Enabling monitoring also reinitialize all previously collected
feedback. The environment variable \ref STARPU_PROFILING can also be
set to 1 to achieve the same effect. The function
starpu_profiling_init() can also be called during the execution to
reinitialize performance counters and to start the profiling if the
environment variable \ref STARPU_PROFILING is set to 1.
Likewise, performance monitoring is stopped by calling
starpu_profiling_status_set() with the parameter
::STARPU_PROFILING_DISABLE. Note that this does not reset the
performance counters so that the application may consult them later
on.
More details about the performance monitoring API are available in \ref API_Profiling.
\subsection Per-taskFeedback Per-task Feedback
If profiling is enabled, a pointer to a structure
starpu_profiling_task_info is put in the field
starpu_task::profiling_info when a task terminates. This structure is
automatically destroyed when the task structure is destroyed, either
automatically or by calling starpu_task_destroy().
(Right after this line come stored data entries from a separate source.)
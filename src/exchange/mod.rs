pub mod factory;
pub mod registry;
pub mod retry;
mod traits;

pub use factory::{build_registry, build_venue};
pub use registry::VenueRegistry;
pub use retry::{retry_transient, RetryPolicy};
pub use traits::{parse_venue_kind, CloseReport, VenueAdapter, VenueKind, VenueResult};
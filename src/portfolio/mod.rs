mod aggregator;
mod baseline;

pub use aggregator::PortfolioAggregator;
pub use baseline::BaselineTracker;
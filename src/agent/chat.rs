//! OpenAI-compatible `/chat/completions` oracle (OpenRouter, DeepSeek, xAI)

use async_trait::async_trait;
use reqwest::Client;
use serde::{Deserialize, Serialize};
use std::time::Duration;
use tracing::debug;

use super::oracle::DecisionOracle;
use super::parse::{parse_reply, OracleReply};
use super::protocol::{ArbitrationRequest, ARBITRATION_SYSTEM_PROMPT};
use crate::config::OracleConfig;
use crate::error::{GuardError, OracleError, Result};

pub const DEFAULT_CHAT_API: &str = "https://openrouter.ai/api/v1";

#[derive(Debug, Clone, Serialize, Deserialize)]
struct ChatMessage {
    role: String,
    content: String,
}

#[derive(Debug, Serialize)]
struct ChatRequest<'a> {
    model: &'a str,
    messages: Vec<ChatMessage>,
    max_tokens: u32,
    temperature: f32,
}

#[derive(Debug, Deserialize)]
struct ChatResponse {
    #[serde(default)]
    choices: Vec<ChatChoice>,
}

#[derive(Debug, Deserialize)]
struct ChatChoice {
    message: ChatMessage,
}

pub struct ChatCompletionsOracle {
    id: String,
    http: Client,
    base_url: String,
    api_key: String,
    model: String,
    max_tokens: u32,
    temperature: f32,
}

impl ChatCompletionsOracle {
    pub fn new(config: &OracleConfig, api_key: String) -> Result<Self> {
        let model = config.model.clone().ok_or_else(|| {
            GuardError::InvalidConfig(format!("chat_completions oracle {} needs a model", config.id))
        })?;

        let http = Client::builder()
            .timeout(Duration::from_secs(120))
            .build()
            .map_err(|e| GuardError::Internal(format!("failed to build chat client: {}", e)))?;

        Ok(Self {
            id: config.id.clone(),
            http,
            base_url: config
                .base_url
                .as_deref()
                .unwrap_or(DEFAULT_CHAT_API)
                .trim_end_matches('/')
                .to_string(),
            api_key,
            model,
            max_tokens: config.max_tokens,
            temperature: config.temperature,
        })
    }
}

#[async_trait]
impl DecisionOracle for ChatCompletionsOracle {
    fn id(&self) -> &str {
        &self.id
    }

    async fn consult(&self, request: &ArbitrationRequest) -> std::result::Result<OracleReply, OracleError> {
        let body = ChatRequest {
            model: &self.model,
            messages: vec![
                ChatMessage {
                    role: "system".to_string(),
                    content: ARBITRATION_SYSTEM_PROMPT.to_string(),
                },
                ChatMessage {
                    role: "user".to_string(),
                    content: request.to_prompt(),
                },
            ],
            max_tokens: self.max_tokens,
            temperature: self.temperature,
        };

        let url = format!("{}/chat/completions", self.base_url);
        let resp = self
            .http
            .post(&url)
            .header("Authorization", format!("Bearer {}", self.api_key))
            .header("Content-Type", "application/json")
            .json(&body)
            .send()
            .await
            .map_err(|e| OracleError::Unavailable {
                oracle: self.id.clone(),
                reason: e.to_string(),
            })?;

        let status = resp.status();
        if !status.is_success() {
            let text = resp.text().await.unwrap_or_default();
            return Err(OracleError::Unavailable {
                oracle: self.id.clone(),
                reason: format!("status={} body={}", status, text),
            });
        }

        let parsed: ChatResponse = resp.json().await.map_err(|e| OracleError::MalformedResponse {
            oracle: self.id.clone(),
            reason: format!("invalid completion payload: {}", e),
        })?;

        let content = parsed
            .choices
            .first()
            .map(|c| c.message.content.clone())
            .unwrap_or_default();

        debug!(oracle = %self.id, model = %self.model, chars = content.len(), "chat completion received");
        parse_reply(&self.id, &content)
    }
}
The structure starpu_profiling_task_info indicates the date when the
task was submitted (starpu_profiling_task_info::submit_time), started
(starpu_profiling_task_info::start_time), and terminated
(starpu_profiling_task_info::end_time), relative to the initialization
of StarPU with starpu_init(). It also specifies the identifier of the worker
that has executed the task (starpu_profiling_task_info::workerid).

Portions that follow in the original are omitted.